Data for this task:
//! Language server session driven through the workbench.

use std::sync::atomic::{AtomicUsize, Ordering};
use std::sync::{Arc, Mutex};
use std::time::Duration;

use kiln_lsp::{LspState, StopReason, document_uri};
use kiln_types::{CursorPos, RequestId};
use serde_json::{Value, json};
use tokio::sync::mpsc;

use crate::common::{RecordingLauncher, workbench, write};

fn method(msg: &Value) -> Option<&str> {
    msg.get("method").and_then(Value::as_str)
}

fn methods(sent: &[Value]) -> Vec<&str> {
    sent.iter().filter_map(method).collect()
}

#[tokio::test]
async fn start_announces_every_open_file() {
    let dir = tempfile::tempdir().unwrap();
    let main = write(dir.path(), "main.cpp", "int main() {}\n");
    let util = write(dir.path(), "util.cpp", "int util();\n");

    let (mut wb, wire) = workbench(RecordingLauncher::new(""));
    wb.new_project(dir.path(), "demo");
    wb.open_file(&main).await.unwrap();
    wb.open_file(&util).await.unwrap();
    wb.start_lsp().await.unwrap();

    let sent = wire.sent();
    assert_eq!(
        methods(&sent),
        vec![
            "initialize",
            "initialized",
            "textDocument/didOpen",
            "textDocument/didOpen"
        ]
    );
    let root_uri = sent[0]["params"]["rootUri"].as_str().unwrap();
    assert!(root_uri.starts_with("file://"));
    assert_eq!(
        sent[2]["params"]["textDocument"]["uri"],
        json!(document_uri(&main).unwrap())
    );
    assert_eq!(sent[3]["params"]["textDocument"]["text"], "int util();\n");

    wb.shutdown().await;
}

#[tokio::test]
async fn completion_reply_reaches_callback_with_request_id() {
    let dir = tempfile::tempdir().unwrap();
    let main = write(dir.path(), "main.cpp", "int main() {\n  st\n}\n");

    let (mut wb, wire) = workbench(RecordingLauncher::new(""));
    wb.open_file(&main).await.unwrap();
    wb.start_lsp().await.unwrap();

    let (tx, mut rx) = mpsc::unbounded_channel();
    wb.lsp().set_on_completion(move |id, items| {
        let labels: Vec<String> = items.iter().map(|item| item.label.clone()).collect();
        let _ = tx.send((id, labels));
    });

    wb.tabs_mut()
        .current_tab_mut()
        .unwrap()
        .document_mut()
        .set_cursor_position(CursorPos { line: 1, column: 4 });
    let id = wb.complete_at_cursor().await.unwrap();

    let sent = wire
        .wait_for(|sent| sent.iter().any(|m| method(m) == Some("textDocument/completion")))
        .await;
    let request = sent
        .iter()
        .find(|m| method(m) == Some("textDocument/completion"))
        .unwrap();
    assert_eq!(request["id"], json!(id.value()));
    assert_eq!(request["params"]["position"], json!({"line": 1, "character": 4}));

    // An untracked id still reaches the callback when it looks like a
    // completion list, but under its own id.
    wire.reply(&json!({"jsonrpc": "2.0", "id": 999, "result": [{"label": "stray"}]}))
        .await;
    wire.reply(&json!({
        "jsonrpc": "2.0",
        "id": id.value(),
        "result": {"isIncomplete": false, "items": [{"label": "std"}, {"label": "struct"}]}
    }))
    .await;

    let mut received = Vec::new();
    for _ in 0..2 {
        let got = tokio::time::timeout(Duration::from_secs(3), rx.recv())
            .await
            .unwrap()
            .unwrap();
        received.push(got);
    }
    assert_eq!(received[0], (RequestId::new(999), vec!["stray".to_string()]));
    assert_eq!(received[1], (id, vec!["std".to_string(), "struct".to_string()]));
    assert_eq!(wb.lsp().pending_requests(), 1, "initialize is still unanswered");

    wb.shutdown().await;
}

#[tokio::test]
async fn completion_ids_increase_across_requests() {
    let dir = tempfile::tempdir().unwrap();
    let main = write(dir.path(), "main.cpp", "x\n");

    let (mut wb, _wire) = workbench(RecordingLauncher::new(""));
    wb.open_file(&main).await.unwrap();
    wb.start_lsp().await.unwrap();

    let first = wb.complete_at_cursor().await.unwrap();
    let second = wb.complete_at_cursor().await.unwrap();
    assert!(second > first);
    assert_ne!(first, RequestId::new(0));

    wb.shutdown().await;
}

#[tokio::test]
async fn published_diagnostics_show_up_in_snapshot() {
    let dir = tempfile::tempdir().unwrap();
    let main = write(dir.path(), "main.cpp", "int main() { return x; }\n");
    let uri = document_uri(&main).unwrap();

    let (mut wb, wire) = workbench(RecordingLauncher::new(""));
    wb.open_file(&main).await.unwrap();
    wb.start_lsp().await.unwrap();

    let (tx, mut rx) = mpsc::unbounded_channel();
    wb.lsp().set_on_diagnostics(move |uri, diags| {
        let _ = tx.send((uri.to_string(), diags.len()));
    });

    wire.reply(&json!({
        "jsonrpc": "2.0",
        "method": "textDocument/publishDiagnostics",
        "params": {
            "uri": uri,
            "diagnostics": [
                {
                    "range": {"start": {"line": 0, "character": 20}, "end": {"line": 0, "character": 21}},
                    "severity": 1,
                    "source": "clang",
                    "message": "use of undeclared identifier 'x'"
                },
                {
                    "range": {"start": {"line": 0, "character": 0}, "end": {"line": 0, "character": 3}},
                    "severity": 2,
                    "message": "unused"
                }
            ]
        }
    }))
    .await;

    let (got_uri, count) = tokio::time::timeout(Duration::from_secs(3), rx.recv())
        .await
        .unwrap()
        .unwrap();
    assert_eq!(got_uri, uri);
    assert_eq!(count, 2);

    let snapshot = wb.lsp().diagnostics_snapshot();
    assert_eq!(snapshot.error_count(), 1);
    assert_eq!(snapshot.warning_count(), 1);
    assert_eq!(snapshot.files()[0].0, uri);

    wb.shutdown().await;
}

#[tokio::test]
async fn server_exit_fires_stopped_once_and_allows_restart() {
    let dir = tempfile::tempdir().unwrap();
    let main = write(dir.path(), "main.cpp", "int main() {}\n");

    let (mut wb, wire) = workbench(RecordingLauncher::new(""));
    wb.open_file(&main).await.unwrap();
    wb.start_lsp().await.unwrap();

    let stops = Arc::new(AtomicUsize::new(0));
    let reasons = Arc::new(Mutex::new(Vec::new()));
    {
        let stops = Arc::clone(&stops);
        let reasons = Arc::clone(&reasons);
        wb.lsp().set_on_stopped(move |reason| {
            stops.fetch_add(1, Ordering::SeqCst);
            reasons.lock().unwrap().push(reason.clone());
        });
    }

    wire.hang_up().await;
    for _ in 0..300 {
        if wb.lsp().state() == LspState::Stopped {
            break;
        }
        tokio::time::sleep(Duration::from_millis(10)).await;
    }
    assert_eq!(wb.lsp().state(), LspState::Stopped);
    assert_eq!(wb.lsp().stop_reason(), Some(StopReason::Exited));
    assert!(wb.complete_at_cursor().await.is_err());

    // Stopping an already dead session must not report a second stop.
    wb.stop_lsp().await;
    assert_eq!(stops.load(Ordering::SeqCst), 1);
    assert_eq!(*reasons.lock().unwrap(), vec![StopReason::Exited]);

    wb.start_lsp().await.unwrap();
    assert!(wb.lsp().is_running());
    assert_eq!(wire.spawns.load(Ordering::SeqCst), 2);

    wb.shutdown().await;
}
--
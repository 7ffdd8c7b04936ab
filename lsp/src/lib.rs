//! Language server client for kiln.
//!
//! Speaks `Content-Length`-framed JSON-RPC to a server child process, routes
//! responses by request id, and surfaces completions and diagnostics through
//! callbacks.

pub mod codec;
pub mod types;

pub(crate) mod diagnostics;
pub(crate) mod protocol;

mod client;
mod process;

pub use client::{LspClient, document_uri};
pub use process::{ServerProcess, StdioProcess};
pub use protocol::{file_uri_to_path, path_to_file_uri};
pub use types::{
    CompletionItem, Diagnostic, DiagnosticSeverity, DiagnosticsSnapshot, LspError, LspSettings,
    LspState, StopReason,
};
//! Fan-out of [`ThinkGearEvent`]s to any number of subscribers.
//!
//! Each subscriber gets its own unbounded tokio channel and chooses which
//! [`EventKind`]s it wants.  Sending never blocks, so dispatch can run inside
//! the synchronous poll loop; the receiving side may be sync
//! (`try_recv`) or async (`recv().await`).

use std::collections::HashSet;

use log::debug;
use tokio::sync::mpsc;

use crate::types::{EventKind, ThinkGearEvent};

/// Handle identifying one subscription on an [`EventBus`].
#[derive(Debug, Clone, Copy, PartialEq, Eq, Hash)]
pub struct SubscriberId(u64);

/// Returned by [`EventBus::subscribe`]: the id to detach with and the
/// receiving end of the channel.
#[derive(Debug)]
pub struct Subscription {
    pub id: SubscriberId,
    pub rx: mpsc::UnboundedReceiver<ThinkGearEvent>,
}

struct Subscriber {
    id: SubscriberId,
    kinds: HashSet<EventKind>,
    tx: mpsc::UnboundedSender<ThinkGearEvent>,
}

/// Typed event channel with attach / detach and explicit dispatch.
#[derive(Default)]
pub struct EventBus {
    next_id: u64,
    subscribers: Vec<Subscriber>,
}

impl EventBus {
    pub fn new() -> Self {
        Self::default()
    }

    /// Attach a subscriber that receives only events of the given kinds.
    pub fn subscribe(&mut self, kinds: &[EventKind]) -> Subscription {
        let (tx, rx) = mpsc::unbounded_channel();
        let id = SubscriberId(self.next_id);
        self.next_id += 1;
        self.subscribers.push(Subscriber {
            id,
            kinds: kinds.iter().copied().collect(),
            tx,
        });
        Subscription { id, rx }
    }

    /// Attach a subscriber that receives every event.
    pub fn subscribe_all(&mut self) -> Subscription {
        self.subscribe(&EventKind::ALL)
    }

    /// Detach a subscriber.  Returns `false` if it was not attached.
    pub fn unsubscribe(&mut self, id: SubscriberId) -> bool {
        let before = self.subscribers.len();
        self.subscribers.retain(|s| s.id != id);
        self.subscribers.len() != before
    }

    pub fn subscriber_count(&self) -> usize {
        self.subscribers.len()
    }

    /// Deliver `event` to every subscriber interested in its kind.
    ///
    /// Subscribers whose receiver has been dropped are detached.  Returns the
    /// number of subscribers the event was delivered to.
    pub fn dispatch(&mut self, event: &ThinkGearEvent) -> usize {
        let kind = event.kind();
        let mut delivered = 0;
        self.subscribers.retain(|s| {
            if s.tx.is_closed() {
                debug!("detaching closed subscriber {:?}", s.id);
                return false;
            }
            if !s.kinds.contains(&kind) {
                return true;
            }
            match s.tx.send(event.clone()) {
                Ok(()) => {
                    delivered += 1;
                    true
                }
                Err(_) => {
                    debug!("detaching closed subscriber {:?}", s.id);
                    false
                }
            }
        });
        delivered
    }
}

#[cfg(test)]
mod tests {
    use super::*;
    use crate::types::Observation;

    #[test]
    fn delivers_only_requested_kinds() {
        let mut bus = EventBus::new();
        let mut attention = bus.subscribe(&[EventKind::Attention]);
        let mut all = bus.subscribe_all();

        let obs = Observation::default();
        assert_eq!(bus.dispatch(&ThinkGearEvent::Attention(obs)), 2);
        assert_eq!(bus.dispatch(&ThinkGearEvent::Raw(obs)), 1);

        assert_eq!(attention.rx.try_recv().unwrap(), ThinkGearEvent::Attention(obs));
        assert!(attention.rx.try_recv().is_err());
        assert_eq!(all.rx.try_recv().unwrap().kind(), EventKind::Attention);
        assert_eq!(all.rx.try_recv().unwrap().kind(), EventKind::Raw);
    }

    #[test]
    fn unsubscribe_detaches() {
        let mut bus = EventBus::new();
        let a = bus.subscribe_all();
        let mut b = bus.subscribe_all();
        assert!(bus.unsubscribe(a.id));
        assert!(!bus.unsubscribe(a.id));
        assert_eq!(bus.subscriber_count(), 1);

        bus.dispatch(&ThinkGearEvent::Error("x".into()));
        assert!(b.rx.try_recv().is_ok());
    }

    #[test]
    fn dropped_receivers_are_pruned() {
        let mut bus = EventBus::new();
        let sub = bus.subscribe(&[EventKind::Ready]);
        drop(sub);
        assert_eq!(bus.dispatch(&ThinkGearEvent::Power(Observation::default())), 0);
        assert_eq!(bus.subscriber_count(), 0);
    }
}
---
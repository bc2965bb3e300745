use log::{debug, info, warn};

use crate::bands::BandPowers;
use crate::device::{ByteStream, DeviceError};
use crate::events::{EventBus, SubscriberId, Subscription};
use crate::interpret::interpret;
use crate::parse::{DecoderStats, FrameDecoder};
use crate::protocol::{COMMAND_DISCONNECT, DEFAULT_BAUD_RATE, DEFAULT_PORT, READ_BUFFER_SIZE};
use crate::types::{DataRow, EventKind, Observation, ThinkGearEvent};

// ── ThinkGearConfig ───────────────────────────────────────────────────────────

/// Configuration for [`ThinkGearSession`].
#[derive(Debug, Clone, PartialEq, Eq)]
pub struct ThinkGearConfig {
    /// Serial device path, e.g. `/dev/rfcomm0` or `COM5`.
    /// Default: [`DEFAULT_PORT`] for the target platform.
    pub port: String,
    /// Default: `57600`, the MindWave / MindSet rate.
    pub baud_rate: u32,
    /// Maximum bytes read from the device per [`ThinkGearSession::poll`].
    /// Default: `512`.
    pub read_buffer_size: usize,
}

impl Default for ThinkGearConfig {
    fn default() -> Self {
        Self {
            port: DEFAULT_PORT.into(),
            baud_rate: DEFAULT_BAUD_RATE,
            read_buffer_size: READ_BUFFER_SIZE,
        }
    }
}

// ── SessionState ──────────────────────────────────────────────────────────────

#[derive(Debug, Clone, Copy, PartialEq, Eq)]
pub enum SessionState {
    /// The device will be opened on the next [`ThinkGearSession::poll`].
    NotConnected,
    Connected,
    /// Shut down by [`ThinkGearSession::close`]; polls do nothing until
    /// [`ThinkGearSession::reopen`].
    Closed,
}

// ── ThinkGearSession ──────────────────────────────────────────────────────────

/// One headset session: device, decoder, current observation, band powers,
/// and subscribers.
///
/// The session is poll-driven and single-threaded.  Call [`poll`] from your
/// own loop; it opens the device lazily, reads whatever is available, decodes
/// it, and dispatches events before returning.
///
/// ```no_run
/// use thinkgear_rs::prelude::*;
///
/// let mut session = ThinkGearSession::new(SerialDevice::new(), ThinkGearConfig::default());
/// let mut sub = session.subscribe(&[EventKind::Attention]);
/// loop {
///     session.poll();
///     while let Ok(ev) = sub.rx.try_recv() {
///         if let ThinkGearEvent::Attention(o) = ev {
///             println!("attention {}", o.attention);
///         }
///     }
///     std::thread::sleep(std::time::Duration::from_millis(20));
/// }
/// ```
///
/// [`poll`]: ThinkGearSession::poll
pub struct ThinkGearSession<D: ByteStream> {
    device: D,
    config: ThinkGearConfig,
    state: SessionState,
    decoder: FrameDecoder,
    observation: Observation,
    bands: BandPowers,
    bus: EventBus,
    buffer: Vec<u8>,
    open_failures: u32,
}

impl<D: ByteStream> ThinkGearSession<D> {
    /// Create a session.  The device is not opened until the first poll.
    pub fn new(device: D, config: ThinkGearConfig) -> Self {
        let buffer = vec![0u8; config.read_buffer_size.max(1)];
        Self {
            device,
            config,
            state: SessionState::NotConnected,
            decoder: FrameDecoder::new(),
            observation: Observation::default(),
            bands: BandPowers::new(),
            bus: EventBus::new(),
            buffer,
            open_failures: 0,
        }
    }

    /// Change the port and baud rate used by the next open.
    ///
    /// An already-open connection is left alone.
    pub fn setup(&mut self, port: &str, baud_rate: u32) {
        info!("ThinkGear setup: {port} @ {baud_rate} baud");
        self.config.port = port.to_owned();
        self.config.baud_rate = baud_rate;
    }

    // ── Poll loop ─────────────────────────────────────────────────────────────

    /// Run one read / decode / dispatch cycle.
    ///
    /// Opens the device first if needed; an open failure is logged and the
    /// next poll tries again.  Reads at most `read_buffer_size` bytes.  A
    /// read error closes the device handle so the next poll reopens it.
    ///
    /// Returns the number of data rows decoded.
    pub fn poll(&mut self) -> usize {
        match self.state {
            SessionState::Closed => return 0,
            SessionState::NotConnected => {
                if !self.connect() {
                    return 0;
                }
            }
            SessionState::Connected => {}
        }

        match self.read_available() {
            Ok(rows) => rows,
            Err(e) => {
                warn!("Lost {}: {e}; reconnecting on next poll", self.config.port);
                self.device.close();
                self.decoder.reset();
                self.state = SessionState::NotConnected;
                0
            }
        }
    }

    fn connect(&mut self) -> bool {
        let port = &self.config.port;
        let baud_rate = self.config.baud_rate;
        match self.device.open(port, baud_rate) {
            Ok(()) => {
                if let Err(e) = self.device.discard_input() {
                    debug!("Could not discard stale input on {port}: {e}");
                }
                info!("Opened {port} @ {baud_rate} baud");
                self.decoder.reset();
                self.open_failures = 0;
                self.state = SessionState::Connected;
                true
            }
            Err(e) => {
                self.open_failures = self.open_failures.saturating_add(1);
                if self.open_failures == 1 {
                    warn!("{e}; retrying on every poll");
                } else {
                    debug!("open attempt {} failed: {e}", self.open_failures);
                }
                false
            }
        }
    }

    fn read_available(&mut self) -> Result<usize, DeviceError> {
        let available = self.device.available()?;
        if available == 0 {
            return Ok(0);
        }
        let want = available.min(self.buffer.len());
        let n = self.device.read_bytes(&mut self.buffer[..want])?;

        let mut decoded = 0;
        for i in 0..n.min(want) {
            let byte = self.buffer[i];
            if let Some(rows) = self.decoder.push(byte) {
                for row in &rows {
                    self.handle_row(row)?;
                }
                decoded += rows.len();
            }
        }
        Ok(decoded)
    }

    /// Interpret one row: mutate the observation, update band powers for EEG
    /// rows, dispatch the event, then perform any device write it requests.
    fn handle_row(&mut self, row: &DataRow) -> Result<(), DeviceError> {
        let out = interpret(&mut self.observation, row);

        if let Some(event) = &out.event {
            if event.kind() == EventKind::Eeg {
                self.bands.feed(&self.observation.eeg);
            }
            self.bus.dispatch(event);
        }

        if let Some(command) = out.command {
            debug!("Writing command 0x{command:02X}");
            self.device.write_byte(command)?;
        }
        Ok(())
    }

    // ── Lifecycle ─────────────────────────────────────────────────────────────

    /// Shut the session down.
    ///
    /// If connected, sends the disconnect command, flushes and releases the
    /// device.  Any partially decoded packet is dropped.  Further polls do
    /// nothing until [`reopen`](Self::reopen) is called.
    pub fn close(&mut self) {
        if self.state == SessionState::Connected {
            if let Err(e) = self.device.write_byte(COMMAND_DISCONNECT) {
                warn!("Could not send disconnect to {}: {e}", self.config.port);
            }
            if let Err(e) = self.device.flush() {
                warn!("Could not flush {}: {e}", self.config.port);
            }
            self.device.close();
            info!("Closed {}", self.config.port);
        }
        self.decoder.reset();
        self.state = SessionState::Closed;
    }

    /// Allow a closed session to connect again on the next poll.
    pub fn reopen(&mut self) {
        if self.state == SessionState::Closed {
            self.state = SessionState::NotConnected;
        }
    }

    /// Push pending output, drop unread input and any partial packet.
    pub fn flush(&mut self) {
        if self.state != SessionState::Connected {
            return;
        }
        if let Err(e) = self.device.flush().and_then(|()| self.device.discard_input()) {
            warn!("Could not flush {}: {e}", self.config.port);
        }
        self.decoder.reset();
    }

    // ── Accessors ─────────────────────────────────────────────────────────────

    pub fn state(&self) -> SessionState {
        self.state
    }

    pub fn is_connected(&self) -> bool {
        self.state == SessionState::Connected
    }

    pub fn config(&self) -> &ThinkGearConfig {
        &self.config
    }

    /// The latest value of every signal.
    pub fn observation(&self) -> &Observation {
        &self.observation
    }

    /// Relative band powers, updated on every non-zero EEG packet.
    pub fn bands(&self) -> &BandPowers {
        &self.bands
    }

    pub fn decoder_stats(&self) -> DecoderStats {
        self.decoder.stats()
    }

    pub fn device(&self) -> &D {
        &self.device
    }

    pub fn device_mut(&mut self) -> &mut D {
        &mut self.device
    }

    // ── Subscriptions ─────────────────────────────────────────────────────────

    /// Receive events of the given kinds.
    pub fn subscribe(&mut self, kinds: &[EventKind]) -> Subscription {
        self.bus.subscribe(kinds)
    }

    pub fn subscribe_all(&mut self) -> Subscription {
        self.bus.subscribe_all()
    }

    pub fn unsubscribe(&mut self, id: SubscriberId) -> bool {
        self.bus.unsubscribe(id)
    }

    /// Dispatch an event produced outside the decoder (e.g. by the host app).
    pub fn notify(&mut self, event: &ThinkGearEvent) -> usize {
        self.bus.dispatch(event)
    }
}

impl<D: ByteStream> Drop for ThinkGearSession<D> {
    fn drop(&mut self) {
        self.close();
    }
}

What needs to be done: Among the entries above, which lines include "until"? List them all.

Output below:
    /// Shut down by [`ThinkGearSession::close`]; polls do nothing until
    /// Create a session.  The device is not opened until the first poll.
    /// nothing until [`reopen`](Self::reopen) is called.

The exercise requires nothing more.